→ What is expected: Word for word, transcribe the records that follow.

→ Data records:
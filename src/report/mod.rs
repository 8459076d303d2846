//! Report demultiplexing: classify a raw buffer by its report id, validate
//! its length and decode every contact record into a [`RawFrame`].
//!
//! Decoding here is pure. Touch state, scroll and button emulation are
//! applied afterwards by the decoder.

pub mod codec;

use thiserror::Error;

use codec::Contact;

pub const TRACKPAD_REPORT_ID: u8 = 0x28;
pub const TRACKPAD2_USB_REPORT_ID: u8 = 0x02;
pub const TRACKPAD2_BT_REPORT_ID: u8 = 0x31;
pub const MOUSE_REPORT_ID: u8 = 0x29;
pub const MOUSE2_REPORT_ID: u8 = 0x12;
pub const DOUBLE_REPORT_ID: u8 = 0xf7;

/// Upper bound on contacts in one report.
pub const MAX_CONTACTS: usize = 15;

#[derive(Debug, Clone, Copy, PartialEq, Eq)]
pub enum ReportFormat {
    Trackpad,
    Trackpad2Usb,
    Trackpad2Bluetooth,
    Mouse,
    Mouse2,
}

impl ReportFormat {
    pub fn from_id(id: u8) -> Option<Self> {
        match id {
            TRACKPAD_REPORT_ID => Some(ReportFormat::Trackpad),
            TRACKPAD2_USB_REPORT_ID => Some(ReportFormat::Trackpad2Usb),
            TRACKPAD2_BT_REPORT_ID => Some(ReportFormat::Trackpad2Bluetooth),
            MOUSE_REPORT_ID => Some(ReportFormat::Mouse),
            MOUSE2_REPORT_ID => Some(ReportFormat::Mouse2),
            _ => None,
        }
    }

    pub fn id(self) -> u8 {
        match self {
            ReportFormat::Trackpad => TRACKPAD_REPORT_ID,
            ReportFormat::Trackpad2Usb => TRACKPAD2_USB_REPORT_ID,
            ReportFormat::Trackpad2Bluetooth => TRACKPAD2_BT_REPORT_ID,
            ReportFormat::Mouse => MOUSE_REPORT_ID,
            ReportFormat::Mouse2 => MOUSE2_REPORT_ID,
        }
    }

    /// Bytes before the first contact record.
    pub fn prefix_len(self) -> usize {
        match self {
            ReportFormat::Trackpad | ReportFormat::Trackpad2Bluetooth => 4,
            ReportFormat::Trackpad2Usb => 12,
            ReportFormat::Mouse => 6,
            ReportFormat::Mouse2 => 14,
        }
    }

    /// Bytes per contact record.
    pub fn stride(self) -> usize {
        match self {
            ReportFormat::Mouse | ReportFormat::Mouse2 => 8,
            _ => 9,
        }
    }

    fn click_offset(self) -> usize {
        match self {
            ReportFormat::Mouse => 3,
            _ => 1,
        }
    }

    fn motion(self, prefix: &[u8]) -> Option<(i32, i32)> {
        match self {
            ReportFormat::Mouse => Some(codec::mouse_motion(prefix)),
            ReportFormat::Mouse2 => Some(codec::mouse2_motion(prefix)),
            _ => None,
        }
    }
}

/// One validated report, decoded but not yet applied to any state.
#[derive(Debug, Clone, PartialEq, Eq)]
pub struct RawFrame {
    pub format: ReportFormat,
    pub contacts: Vec<Contact>,
    /// Relative pointer motion, mouse formats only.
    pub motion: Option<(i32, i32)>,
    /// Raw hardware click byte. Bit 0 is left, bit 1 is right.
    pub clicks: u8,
}

#[derive(Debug, Clone, PartialEq, Eq, Error)]
pub enum DecodeError {
    #[error("empty report")]
    Empty,

    #[error("unknown report id 0x{0:02x}")]
    UnknownReport(u8),

    #[error("report 0x{id:02x}: length {len} is not {prefix} + n * {stride}")]
    BadLength {
        id: u8,
        len: usize,
        prefix: usize,
        stride: usize,
    },

    #[error("report 0x{id:02x}: {count} contacts exceeds the limit of {MAX_CONTACTS}")]
    TooManyContacts { id: u8, count: usize },

    #[error("compound report: first sub-report length {first} exceeds payload of {available} bytes")]
    BadCompound { first: usize, available: usize },

    #[error("compound report nested inside a compound report")]
    NestedCompound,
}

/// Decode one transport buffer into one frame, or two for a compound report.
///
/// A compound report carries two sub-reports back to back; byte 1 is the
/// length of the first. Each sub-report is validated on its own and a bad
/// one is skipped. The compound fails only if neither decodes.
pub fn decode(buf: &[u8]) -> Result<Vec<RawFrame>, DecodeError> {
    let Some(&id) = buf.first() else {
        return Err(DecodeError::Empty);
    };

    if id != DOUBLE_REPORT_ID {
        return decode_single(buf).map(|frame| vec![frame]);
    }

    let mut frames = Vec::with_capacity(2);
    let mut last_err = DecodeError::Empty;

    for span in compound_spans(buf)? {
        let result = match span.first() {
            Some(&DOUBLE_REPORT_ID) => Err(DecodeError::NestedCompound),
            _ => decode_single(span),
        };
        match result {
            Ok(frame) => frames.push(frame),
            Err(e) => {
                log::debug!("Dropping compound sub-report: {}", e);
                last_err = e;
            }
        }
    }

    if frames.is_empty() {
        return Err(last_err);
    }
    Ok(frames)
}

fn compound_spans(buf: &[u8]) -> Result<[&[u8]; 2], DecodeError> {
    let payload = buf.get(2..).ok_or(DecodeError::BadCompound {
        first: 0,
        available: 0,
    })?;
    let first = buf[1] as usize;
    if first > payload.len() {
        return Err(DecodeError::BadCompound {
            first,
            available: payload.len(),
        });
    }
    let (a, b) = payload.split_at(first);
    Ok([a, b])
}

fn decode_single(buf: &[u8]) -> Result<RawFrame, DecodeError> {
    let Some(&id) = buf.first() else {
        return Err(DecodeError::Empty);
    };
    let format = ReportFormat::from_id(id).ok_or(DecodeError::UnknownReport(id))?;
    let prefix = format.prefix_len();
    let stride = format.stride();

    if buf.len() < prefix || (buf.len() - prefix) % stride != 0 {
        return Err(DecodeError::BadLength {
            id,
            len: buf.len(),
            prefix,
            stride,
        });
    }

    let count = (buf.len() - prefix) / stride;
    if count > MAX_CONTACTS {
        return Err(DecodeError::TooManyContacts { id, count });
    }

    // Motion comes from the prefix and is known before any contact is applied.
    let motion = format.motion(&buf[..prefix]);
    let contacts = buf[prefix..]
        .chunks_exact(stride)
        .map(codec::decode_contact)
        .collect();

    Ok(RawFrame {
        format,
        contacts,
        motion,
        clicks: buf[format.click_offset()],
    })
}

→ Written response:
filename src/report/mod.rs
repository 8459076d303d2846
//! Report demultiplexing: classify a raw buffer by its report id, validate
//! its length and decode every contact record into a [`RawFrame`].
//!
//! Decoding here is pure. Touch state, scroll and button emulation are
//! applied afterwards by the decoder.

pub mod codec;

use thiserror::Error;

use codec::Contact;

pub const TRACKPAD_REPORT_ID: u8 = 0x28;
pub const TRACKPAD2_USB_REPORT_ID: u8 = 0x02;
pub const TRACKPAD2_BT_REPORT_ID: u8 = 0x31;
pub const MOUSE_REPORT_ID: u8 = 0x29;
pub const MOUSE2_REPORT_ID: u8 = 0x12;
pub const DOUBLE_REPORT_ID: u8 = 0xf7;

/// Upper bound on contacts in one report.
pub const MAX_CONTACTS: usize = 15;

#[derive(Debug, Clone, Copy, PartialEq, Eq)]
pub enum ReportFormat {
    Trackpad,
    Trackpad2Usb,
    Trackpad2Bluetooth,
    Mouse,
    Mouse2,
}

impl ReportFormat {
    pub fn from_id(id: u8) -> Option<Self> {
        match id {
            TRACKPAD_REPORT_ID => Some(ReportFormat::Trackpad),
            TRACKPAD2_USB_REPORT_ID => Some(ReportFormat::Trackpad2Usb),
            TRACKPAD2_BT_REPORT_ID => Some(ReportFormat::Trackpad2Bluetooth),
            MOUSE_REPORT_ID => Some(ReportFormat::Mouse),
            MOUSE2_REPORT_ID => Some(ReportFormat::Mouse2),
            _ => None,
        }
    }

    pub fn id(self) -> u8 {
        match self {
            ReportFormat::Trackpad => TRACKPAD_REPORT_ID,
            ReportFormat::Trackpad2Usb => TRACKPAD2_USB_REPORT_ID,
            ReportFormat::Trackpad2Bluetooth => TRACKPAD2_BT_REPORT_ID,
            ReportFormat::Mouse => MOUSE_REPORT_ID,
            ReportFormat::Mouse2 => MOUSE2_REPORT_ID,
        }
    }

    /// Bytes before the first contact record.
    pub fn prefix_len(self) -> usize {
        match self {
            ReportFormat::Trackpad | ReportFormat::Trackpad2Bluetooth => 4,
            ReportFormat::Trackpad2Usb => 12,
            ReportFormat::Mouse => 6,
            ReportFormat::Mouse2 => 14,
        }
    }

    /// Bytes per contact record.
    pub fn stride(self) -> usize {
        match self {
            ReportFormat::Mouse | ReportFormat::Mouse2 => 8,
            _ => 9,
        }
    }

    fn click_offset(self) -> usize {
        match self {
            ReportFormat::Mouse => 3,
            _ => 1,
        }
    }

    fn motion(self, prefix: &[u8]) -> Option<(i32, i32)> {
        match self {
            ReportFormat::Mouse => Some(codec::mouse_motion(prefix)),
            ReportFormat::Mouse2 => Some(codec::mouse2_motion(prefix)),
            _ => None,
        }
    }
}

/// One validated report, decoded but not yet applied to any state.
#[derive(Debug, Clone, PartialEq, Eq)]
pub struct RawFrame {
    pub format: ReportFormat,
    pub contacts: Vec<Contact>,
    /// Relative pointer motion, mouse formats only.
    pub motion: Option<(i32, i32)>,
    /// Raw hardware click byte. Bit 0 is left, bit 1 is right.
    pub clicks: u8,
}

#[derive(Debug, Clone, PartialEq, Eq, Error)]
pub enum DecodeError {
    #[error("empty report")]
    Empty,

    #[error("unknown report id 0x{0:02x}")]
    UnknownReport(u8),

    #[error("report 0x{id:02x}: length {len} is not {prefix} + n * {stride}")]
    BadLength {
        id: u8,
        len: usize,
        prefix: usize,
        stride: usize,
    },

    #[error("report 0x{id:02x}: {count} contacts exceeds the limit of {MAX_CONTACTS}")]
    TooManyContacts { id: u8, count: usize },

    #[error("compound report: first sub-report length {first} exceeds payload of {available} bytes")]
    BadCompound { first: usize, available: usize },

    #[error("compound report nested inside a compound report")]
    NestedCompound,
}

/// Decode one transport buffer into one frame, or two for a compound report.
///
/// A compound report carries two sub-reports back to back; byte 1 is the
/// length of the first. Each sub-report is validated on its own and a bad
/// one is skipped. The compound fails only if neither decodes.
pub fn decode(buf: &[u8]) -> Result<Vec<RawFrame>, DecodeError> {
    let Some(&id) = buf.first() else {
        return Err(DecodeError::Empty);
    };

    if id != DOUBLE_REPORT_ID {
        return decode_single(buf).map(|frame| vec![frame]);
    }

    let mut frames = Vec::with_capacity(2);
    let mut last_err = DecodeError::Empty;

    for span in compound_spans(buf)? {
        let result = match span.first() {
            Some(&DOUBLE_REPORT_ID) => Err(DecodeError::NestedCompound),
            _ => decode_single(span),
        };
        match result {
            Ok(frame) => frames.push(frame),
            Err(e) => {
                log::debug!("Dropping compound sub-report: {}", e);
                last_err = e;
            }
        }
    }

    if frames.is_empty() {
        return Err(last_err);
    }
    Ok(frames)
}

fn compound_spans(buf: &[u8]) -> Result<[&[u8]; 2], DecodeError> {
    let payload = buf.get(2..).ok_or(DecodeError::BadCompound {
        first: 0,
        available: 0,
    })?;
    let first = buf[1] as usize;
    if first > payload.len() {
        return Err(DecodeError::BadCompound {
            first,
            available: payload.len(),
        });
    }
    let (a, b) = payload.split_at(first);
    Ok([a, b])
}

fn decode_single(buf: &[u8]) -> Result<RawFrame, DecodeError> {
    let Some(&id) = buf.first() else {
        return Err(DecodeError::Empty);
    };
    let format = ReportFormat::from_id(id).ok_or(DecodeError::UnknownReport(id))?;
    let prefix = format.prefix_len();
    let stride = format.stride();

    if buf.len() < prefix || (buf.len() - prefix) % stride != 0 {
        return Err(DecodeError::BadLength {
            id,
            len: buf.len(),
            prefix,
            stride,
        });
    }

    let count = (buf.len() - prefix) / stride;
    if count > MAX_CONTACTS {
        return Err(DecodeError::TooManyContacts { id, count });
    }

    // Motion comes from the prefix and is known before any contact is applied.
    let motion = format.motion(&buf[..prefix]);
    let contacts = buf[prefix..]
        .chunks_exact(stride)
        .map(codec::decode_contact)
        .collect();

    Ok(RawFrame {
        format,
        contacts,
        motion,
        clicks: buf[format.click_offset()],
    })
}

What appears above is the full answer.